# anyone keep servals/bobcats/alc on this forums?



## joemeatsix (Aug 4, 2012)

as it says in the title, does anyone keep any of these?

would love to get into keeping one or two of these when i get older because theres no chance the council will let me keep a pride of lions or a tiger 

this is something id do years or research on, on the internet, in books, getting experience and wont be getting any if i can until ive got a house with a bit of land on, i know theyre not like a domestic cat and they can hurt you, so no lectures please

can anyone tell me their personal experience with these cats? and sorry for going on but does anyone know what the laws are against keeping them in say amsterdam and paris? id love to study there and if i like it there(ive been both places and i really do) and could find myself settled there, id like to keep them there when im at least 22, no younger, id like none dwa cats first like baycats and spotted cats so i dont just jump in at the deep end without knowing what cats are like to have 

thought id ask here because i barely get answered on the dwa section


----------



## joemeatsix (Aug 4, 2012)

anyone?


----------



## stecal (Aug 11, 2011)

give them a chance it's only been 45 mins they are probably of feeding their prides of lions


----------



## joemeatsix (Aug 4, 2012)

stecal said:


> give them a chance it's only been 45 mins they are probably of feeding their prides of lions


haha!


----------



## mrcriss (Nov 2, 2010)

No experience with cats as small as that, I'm afraid....only with bigger. But one thing I can tell you......if you're able to afford them, their enclosures and their upkeep by the age of 22, then you'll be bloody lucky!!! 

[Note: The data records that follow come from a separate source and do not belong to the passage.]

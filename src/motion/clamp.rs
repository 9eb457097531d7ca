//! # Range Clamp
//!
//! Keeps jog requests inside the machine's travel limits.
//!
//! Each axis is checked on its own: a request that would leave
//! `[min, max]` has its delta zeroed and its target pinned to the violated
//! bound. Other axes are untouched. Violations are not errors; they are
//! returned so the caller can report them and carry on.
//!
//! ```
//! use jog_bridge::motion::clamp::clamp_request;
//! use jog_bridge::motion::{Axis, AxisLimits, AxisRange, Displacement, MachinePosition};
//!
//! let limits = AxisLimits::new(
//!     AxisRange::new(0.0, 100.0),
//!     AxisRange::new(0.0, 100.0),
//!     AxisRange::new(0.0, 100.0),
//! );
//! let outcome = clamp_request(
//!     &limits,
//!     MachinePosition::new(95.0, 50.0, 50.0),
//!     Displacement::new(10.0, 0.0, 0.0),
//! );
//! assert_eq!(outcome.target.x, 100.0);
//! assert_eq!(outcome.delta.dx, 0.0);
//! assert_eq!(outcome.violations[0].axis, Axis::X);
//! ```

use super::{Axis, AxisLimits, Displacement, MachinePosition};

/// Which side of the travel range a request crossed.
#[derive(Debug, Clone, Copy, PartialEq, Eq)]
pub enum Bound {
    Min,
    Max,
}

/// A single-axis limit violation.
#[derive(Debug, Clone, Copy, PartialEq)]
pub struct Violation {
    /// Axis that would have left its range.
    pub axis: Axis,
    /// Bound that was crossed.
    pub bound: Bound,
    /// Raw requested coordinate.
    pub requested: f64,
    /// Coordinate the target was pinned to.
    pub limit: f64,
}

/// Result of clamping a jog request.
#[derive(Debug, Clone, PartialEq)]
pub struct ClampOutcome {
    /// Target position after clamping.
    pub target: MachinePosition,
    /// Delta safe to send to the machine.
    pub delta: Displacement,
    /// Axes that were clamped, in X, Y, Z order.
    pub violations: Vec<Violation>,
}

impl ClampOutcome {
    /// Returns true if any axis was clamped.
    #[must_use]
    pub fn clamped(&self) -> bool {
        !self.violations.is_empty()
    }
}

/// Clamps `delta` so that `current + delta` stays inside `limits`.
#[must_use]
pub fn clamp_request(
    limits: &AxisLimits,
    current: MachinePosition,
    delta: Displacement,
) -> ClampOutcome {
    let mut target = current.offset_by(delta);
    let mut delta = delta;
    let mut violations = Vec::new();

    for axis in Axis::ALL {
        let range = limits.range(axis);
        let requested = target.get(axis);

        let bound = if requested < range.min {
            Some((Bound::Min, range.min))
        } else if requested > range.max {
            Some((Bound::Max, range.max))
        } else {
            None
        };

        if let Some((bound, limit)) = bound {
            delta.set(axis, 0.0);
            target.set(axis, limit);
            violations.push(Violation { axis, bound, requested, limit });
        }
    }

    ClampOutcome { target, delta, violations }
}
//! Configuration file support
//!
//! Everything has a default, so an empty file (or no file) gives the
//! standard rules. Dates are quoted ISO strings:
//!
//! ```toml
//! [parse]
//! date_mode = "strict"
//! row_tolerance = 3.0
//!
//! [night]
//! min_date = "2022-03-30"
//! windows = [
//!     { start = "22:00", end = "24:59" },
//!     { start = "04:00", end = "06:00" },
//! ]
//!
//! [night.tariff]
//! rate_after = 0.062
//! tiers = [{ until = "2025-04-25", rate = 0.05 }]
//! ```

use crate::night::NightConfig;
use crate::table::ParseOptions;
use crate::Error;
use serde::{Deserialize, Serialize};
use std::path::Path;

#[derive(Debug, Clone, Default, PartialEq, Serialize, Deserialize)]
#[serde(default)]
pub struct Config {
    pub parse: ParseOptions,
    pub night: NightConfig,
}

impl Config {
    pub fn from_toml_str(text: &str) -> Result<Self, Error> {
        let config: Config = toml::from_str(text)?;
        config.validate()?;
        Ok(config)
    }

    pub fn load<P: AsRef<Path>>(path: P) -> Result<Self, Error> {
        let text = std::fs::read_to_string(path)?;
        Self::from_toml_str(&text)
    }

    fn validate(&self) -> Result<(), Error> {
        if self.parse.row_tolerance < 0.0 || self.parse.column_tolerance < 0.0 {
            return Err(Error::Config("tolerances must not be negative".into()));
        }
        if let Some(w) = self.night.windows.iter().find(|w| w.end < w.start) {
            return Err(Error::Config(format!(
                "night window {}-{} ends before it starts; \
                 write it as two windows ending at 24:59 and starting at 01:00",
                w.start, w.end
            )));
        }
        if self
            .night
            .tariff
            .tiers
            .windows(2)
            .any(|pair| pair[0].until >= pair[1].until)
        {
            return Err(Error::Config("tariff tiers must be sorted by date".into()));
        }
        Ok(())
    }
}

Unless you're already immensely rich, then you're dreaming kid!:2thumb:

*EDIT* I tell a lie......just looked over my old photos from the cat file, and used to occasionally work with ocelots, geoffroy's cats and fishing cats too. Can't believe I forgot about those. But to be honest, cats never really sparked my interest that much.


----------



## joemeatsix (Aug 4, 2012)

mrcriss said:


> No experience with cats as small as that, I'm afraid....only with bigger. But one thing I can tell you......if you're able to afford them, their enclosures and their upkeep by the age of 22, then you'll be bloody lucky!!!
> 
> Unless you're already immensely rich, then you're dreaming kid!:2thumb:
> 
> *EDIT* I tell a lie......just looked over my old photos from the cat file, and used to occasionally work with ocelots, geoffroy's cats and fishing cats too. Can't believe I forgot about those. But to be honest, cats never really sparked my interest that much.

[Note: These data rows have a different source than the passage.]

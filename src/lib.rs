//! Night-shift premium calculation from PDF timesheets
//!
//! This crate provides:
//! - Positioned word extraction from PDF pages
//! - Date / HI / HF column recovery with header detection and a layout fallback
//! - Night-window overlap and date-dependent pricing per shift
//! - Monthly, yearly and global totals for a batch of documents

pub mod aggregate;
pub mod columns;
pub mod config;
pub mod extractor;
pub mod hours;
pub mod night;
pub mod session;
pub mod table;

pub use aggregate::{aggregate, Bucket, MonthKey, Summary};
pub use columns::{ColumnDetector, ColumnLayout, ColumnRange, FractionalColumns, HeaderColumns};
pub use config::Config;
pub use extractor::{extract_pages, extract_pages_mem, BBox, Page, Word};
pub use hours::{normalize_hour, parse_date, ClockTime};
pub use night::{DailyResult, NightConfig, NightWindow, ShiftRecord, Tariff, TariffTier};
pub use session::{Report, ReportCache};
pub use table::{records_from_grid, DateMode, ParseOptions, RawRow, TimesheetParser};

use rayon::prelude::*;
use serde::Serialize;
use std::path::Path;

/// Recover the timesheet rows of a PDF file with the default options
pub fn parse_pdf<P: AsRef<Path>>(path: P) -> Result<Vec<RawRow>, Error> {
    let pages = extract_pages(path)?;
    Ok(TimesheetParser::default().parse_pages(&pages))
}

/// Recover the timesheet rows of a PDF held in memory
pub fn parse_pdf_mem(buffer: &[u8]) -> Result<Vec<RawRow>, Error> {
    let pages = extract_pages_mem(buffer)?;
    Ok(TimesheetParser::default().parse_pages(&pages))
}

/// One input document of a batch
#[derive(Debug, Clone)]
pub struct SourceDocument {
    /// File name or other label shown in reports
    pub name: String,
    pub bytes: Vec<u8>,
}

impl SourceDocument {
    pub fn new(name: impl Into<String>, bytes: Vec<u8>) -> Self {
        Self {
            name: name.into(),
            bytes,
        }
    }
}

/// A document that could not be (fully) used
#[derive(Debug, Clone, PartialEq, Serialize)]
pub struct DocumentWarning {
    pub source: String,
    pub message: String,
}

/// Outcome of one document
#[derive(Debug, Clone, Serialize)]
pub struct DocumentResult {
    pub source: String,
    /// Rows recovered from the tables
    pub rows_found: usize,
    /// Priced shifts, in document order
    pub results: Vec<DailyResult>,
    #[serde(skip_serializing_if = "Option::is_none")]
    pub warning: Option<DocumentWarning>,
}

/// Outcome of a batch
#[derive(Debug, Clone, Serialize)]
pub struct BatchReport {
    pub documents: Vec<DocumentResult>,
    pub summary: Summary,
}

impl BatchReport {
    pub fn warnings(&self) -> impl Iterator<Item = &DocumentWarning> {
        self.documents.iter().filter_map(|d| d.warning.as_ref())
    }

    /// Every priced shift of the batch
    pub fn results(&self) -> impl Iterator<Item = &DailyResult> {
        self.documents.iter().flat_map(|d| d.results.iter())
    }
}

/// Parser, night rules and batch processing wired together
pub struct Pipeline {
    parser: TimesheetParser,
    night: NightConfig,
}

impl Default for Pipeline {
    fn default() -> Self {
        Self::new(&Config::default())
    }
}

impl Pipeline {
    pub fn new(config: &Config) -> Self {
        Self::from_parts(
            TimesheetParser::new(config.parse.clone()),
            config.night.clone(),
        )
    }

    pub fn from_parts(parser: TimesheetParser, night: NightConfig) -> Self {
        Self { parser, night }
    }

    pub fn parser(&self) -> &TimesheetParser {
        &self.parser
    }

    pub fn night(&self) -> &NightConfig {
        &self.night
    }

    /// Parse and price recovered rows, dropping unreadable or out-of-range ones
    pub fn evaluate_rows(&self, rows: &[RawRow]) -> Vec<DailyResult> {
        rows.iter()
            .filter_map(ShiftRecord::from_raw)
            .filter_map(|record| self.night.evaluate(&record))
            .collect()
    }

    /// Process one PDF held in memory.
    ///
    /// Never fails: an unreadable document comes back empty with a warning.
    pub fn process_document(&self, source: &str, buffer: &[u8]) -> DocumentResult {
        let pages = match extract_pages_mem(buffer) {
            Ok(pages) => pages,
            Err(e) => {
                log::warn!("{}: {}", source, e);
                return DocumentResult::failed(source, e.to_string());
            }
        };

        if pages.iter().all(|p| p.words.is_empty()) {
            log::info!("{}: no extractable text", source);
            return DocumentResult::failed(
                source,
                "no extractable text (scanned documents need OCR)".to_string(),
            );
        }

        let rows = self.parser.parse_pages(&pages);
        let results = self.evaluate_rows(&rows);
        log::info!(
            "{}: {} rows, {} priced shifts",
            source,
            rows.len(),
            results.len()
        );

        DocumentResult {
            source: source.to_string(),
            rows_found: rows.len(),
            results,
            warning: None,
        }
    }

    /// Process a batch of documents and aggregate the shifts of all of them.
    ///
    /// Documents are decoded in parallel; results keep the input order.
    pub fn process_batch(&self, documents: &[SourceDocument]) -> BatchReport {
        let documents: Vec<DocumentResult> = documents
            .par_iter()
            .map(|doc| self.process_document(&doc.name, &doc.bytes))
            .collect();
        let summary = aggregate(documents.iter().flat_map(|d| d.results.iter()));
        BatchReport { documents, summary }
    }

    /// Read PDF files from disk and process them as one batch.
    ///
    /// Files that can't be read become warnings like corrupt PDFs do.
    pub fn process_files<P: AsRef<Path>>(&self, paths: &[P]) -> BatchReport {
        let mut positions = Vec::with_capacity(paths.len());
        let mut sources = Vec::with_capacity(paths.len());
        let mut unreadable = Vec::new();

        for (idx, path) in paths.iter().enumerate() {
            let path = path.as_ref();
            let name = display_name(path);
            match std::fs::read(path) {
                Ok(bytes) => {
                    positions.push(idx);
                    sources.push(SourceDocument::new(name, bytes));
                }
                Err(e) => {
                    log::warn!("{}: {}", name, e);
                    let message = Error::from(e).to_string();
                    unreadable.push((idx, DocumentResult::failed(&name, message)));
                }
            }
        }

        let mut report = self.process_batch(&sources);

        // Put the unreadable files back at their input positions
        let mut documents: Vec<(usize, DocumentResult)> = positions
            .into_iter()
            .zip(report.documents)
            .chain(unreadable)
            .collect();
        documents.sort_by_key(|(idx, _)| *idx);
        report.documents = documents.into_iter().map(|(_, d)| d).collect();
        report
    }
}

impl DocumentResult {
    fn failed(source: &str, message: String) -> Self {
        Self {
            source: source.to_string(),
            rows_found: 0,
            results: Vec::new(),
            warning: Some(DocumentWarning {
                source: source.to_string(),
                message,
            }),
        }
    }
}

fn display_name(path: &Path) -> String {
    path.file_name()
        .map(|n| n.to_string_lossy().into_owned())
        .unwrap_or_else(|| path.display().to_string())
}

#[derive(Debug, thiserror::Error)]
pub enum Error {
    #[error("IO error: {0}")]
    Io(#[from] std::io::Error),
    #[error("PDF parsing error: {0}")]
    Parse(String),
    #[error("PDF is encrypted")]
    Encrypted,
    #[error("Invalid PDF structure")]
    InvalidStructure,
    #[error("Configuration error: {0}")]
    Config(String),
}

impl From<lopdf::Error> for Error {
    fn from(e: lopdf::Error) -> Self {
        Error::Parse(e.to_string())
    }
}

impl From<toml::de::Error> for Error {
    fn from(e: toml::de::Error) -> Self {
        Error::Config(e.to_string())
    }
}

well id like to know that ive got at least one of those if not all of them:lol2:


----------



## mrcriss (Nov 2, 2010)

joemeatsix said:


> well id like to know that ive got at least one of those if not all of them:lol2:



hahahaha....you're kidding yourself!  It seems like a different obsession every week with you! I don't think you understand the financial strain you'll be under once you leave home and are struggling in your 20's, without having all these incredibly expensive exotics to feed and house. You may want to set your sights a little lower!:2thumb:


----------



## joemeatsix (Aug 4, 2012)

mrcriss said:


> hahahaha....you're kidding yourself!  It seems like a different obsession every week with you! I don't think you understand the financial strain you'll be under once you leave home and are struggling in your 20's, without having all these incredibly expensive exotics to feed and house. You may want to set your sights a little lower!:2thumb:


no ive always wanted a big cat of some sort, and id rather have 2 or 3 of them rather than hundreds of reps and id rather have the cats be my pride and joy and spend most of my money on 2-3 big cats than 30+ snakes and lizards, i can spend more time with each of them that way :whistling2: (if that makes sense and id obviously not be on my own with them id have someone with me to help look after them if i cant for the week because im ill)


----------



## mrcriss (Nov 2, 2010)

joemeatsix said:


> no ive always wanted a big cat of some sort, and id rather have 2 or 3 of them rather than hundreds of reps and id rather have the cats be my pride and joy and spend most of my money on 2-3 big cats than 30+ snakes and lizards, i can spend more time with each of them that way :whistling2: (if that makes sense and id obviously not be on my own with them id have someone with me to help look after them if i cant for the week because im ill)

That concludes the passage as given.